━━━━━ Data to use ━━━━━

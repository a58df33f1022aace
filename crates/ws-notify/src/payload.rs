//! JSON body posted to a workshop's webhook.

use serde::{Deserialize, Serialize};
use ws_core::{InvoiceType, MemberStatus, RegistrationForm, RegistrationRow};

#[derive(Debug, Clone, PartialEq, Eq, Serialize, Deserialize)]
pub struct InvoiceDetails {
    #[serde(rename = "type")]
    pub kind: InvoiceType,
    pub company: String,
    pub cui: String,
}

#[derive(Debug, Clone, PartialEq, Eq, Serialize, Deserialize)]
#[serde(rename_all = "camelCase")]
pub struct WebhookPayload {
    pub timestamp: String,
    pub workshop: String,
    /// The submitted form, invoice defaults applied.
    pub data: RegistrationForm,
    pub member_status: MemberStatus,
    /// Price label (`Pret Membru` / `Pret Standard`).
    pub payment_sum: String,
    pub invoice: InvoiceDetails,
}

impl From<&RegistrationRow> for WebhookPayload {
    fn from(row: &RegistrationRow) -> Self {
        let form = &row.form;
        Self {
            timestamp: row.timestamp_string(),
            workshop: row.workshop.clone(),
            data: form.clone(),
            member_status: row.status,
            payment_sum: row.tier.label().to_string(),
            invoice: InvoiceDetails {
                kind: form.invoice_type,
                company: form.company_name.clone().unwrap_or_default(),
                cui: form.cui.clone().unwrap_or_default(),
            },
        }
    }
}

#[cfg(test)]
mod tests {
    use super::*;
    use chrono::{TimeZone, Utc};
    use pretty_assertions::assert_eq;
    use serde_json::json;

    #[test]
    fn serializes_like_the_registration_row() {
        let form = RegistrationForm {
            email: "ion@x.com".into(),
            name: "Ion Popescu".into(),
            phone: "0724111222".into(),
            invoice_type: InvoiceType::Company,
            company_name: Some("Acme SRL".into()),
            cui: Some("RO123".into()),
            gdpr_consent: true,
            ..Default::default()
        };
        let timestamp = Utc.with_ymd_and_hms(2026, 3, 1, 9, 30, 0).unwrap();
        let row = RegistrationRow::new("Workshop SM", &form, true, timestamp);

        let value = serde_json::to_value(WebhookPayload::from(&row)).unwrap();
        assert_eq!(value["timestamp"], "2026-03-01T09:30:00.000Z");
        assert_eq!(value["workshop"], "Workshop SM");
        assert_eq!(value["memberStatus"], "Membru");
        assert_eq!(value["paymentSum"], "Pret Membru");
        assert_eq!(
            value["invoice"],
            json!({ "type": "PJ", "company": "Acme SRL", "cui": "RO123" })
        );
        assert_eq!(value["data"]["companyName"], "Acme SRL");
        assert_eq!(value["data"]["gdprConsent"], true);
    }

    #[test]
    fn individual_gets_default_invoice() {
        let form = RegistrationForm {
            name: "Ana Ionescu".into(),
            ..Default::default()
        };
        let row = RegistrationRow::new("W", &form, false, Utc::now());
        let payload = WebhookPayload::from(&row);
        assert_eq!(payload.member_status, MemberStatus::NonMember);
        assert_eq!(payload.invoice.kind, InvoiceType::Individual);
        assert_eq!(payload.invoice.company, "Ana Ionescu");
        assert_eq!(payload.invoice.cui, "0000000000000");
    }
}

━━━━━

▶ **Task prompt**: Return every record in full, word for word.

▶ **Task result**:
repository a58df33f1022aace
filename crates/ws-notify/src/payload.rs
//! JSON body posted to a workshop's webhook.

use serde::{Deserialize, Serialize};
use ws_core::{InvoiceType, MemberStatus, RegistrationForm, RegistrationRow};

#[derive(Debug, Clone, PartialEq, Eq, Serialize, Deserialize)]
pub struct InvoiceDetails {
    #[serde(rename = "type")]
    pub kind: InvoiceType,
    pub company: String,
    pub cui: String,
}

#[derive(Debug, Clone, PartialEq, Eq, Serialize, Deserialize)]
#[serde(rename_all = "camelCase")]
pub struct WebhookPayload {
    pub timestamp: String,
    pub workshop: String,
    /// The submitted form, invoice defaults applied.
    pub data: RegistrationForm,
    pub member_status: MemberStatus,
    /// Price label (`Pret Membru` / `Pret Standard`).
    pub payment_sum: String,
    pub invoice: InvoiceDetails,
}

impl From<&RegistrationRow> for WebhookPayload {
    fn from(row: &RegistrationRow) -> Self {
        let form = &row.form;
        Self {
            timestamp: row.timestamp_string(),
            workshop: row.workshop.clone(),
            data: form.clone(),
            member_status: row.status,
            payment_sum: row.tier.label().to_string(),
            invoice: InvoiceDetails {
                kind: form.invoice_type,
                company: form.company_name.clone().unwrap_or_default(),
                cui: form.cui.clone().unwrap_or_default(),
            },
        }
    }
}

#[cfg(test)]
mod tests {
    use super::*;
    use chrono::{TimeZone, Utc};
    use pretty_assertions::assert_eq;
    use serde_json::json;

    #[test]
    fn serializes_like_the_registration_row() {
        let form = RegistrationForm {
            email: "ion@x.com".into(),
            name: "Ion Popescu".into(),
            phone: "0724111222".into(),
            invoice_type: InvoiceType::Company,
            company_name: Some("Acme SRL".into()),
            cui: Some("RO123".into()),
            gdpr_consent: true,
            ..Default::default()
        };
        let timestamp = Utc.with_ymd_and_hms(2026, 3, 1, 9, 30, 0).unwrap();
        let row = RegistrationRow::new("Workshop SM", &form, true, timestamp);

        let value = serde_json::to_value(WebhookPayload::from(&row)).unwrap();
        assert_eq!(value["timestamp"], "2026-03-01T09:30:00.000Z");
        assert_eq!(value["workshop"], "Workshop SM");
        assert_eq!(value["memberStatus"], "Membru");
        assert_eq!(value["paymentSum"], "Pret Membru");
        assert_eq!(
            value["invoice"],
            json!({ "type": "PJ", "company": "Acme SRL", "cui": "RO123" })
        );
        assert_eq!(value["data"]["companyName"], "Acme SRL");
        assert_eq!(value["data"]["gdprConsent"], true);
    }

    #[test]
    fn individual_gets_default_invoice() {
        let form = RegistrationForm {
            name: "Ana Ionescu".into(),
            ..Default::default()
        };
        let row = RegistrationRow::new("W", &form, false, Utc::now());
        let payload = WebhookPayload::from(&row);
        assert_eq!(payload.member_status, MemberStatus::NonMember);
        assert_eq!(payload.invoice.kind, InvoiceType::Individual);
        assert_eq!(payload.invoice.company, "Ana Ionescu");
        assert_eq!(payload.invoice.cui, "0000000000000");
    }
}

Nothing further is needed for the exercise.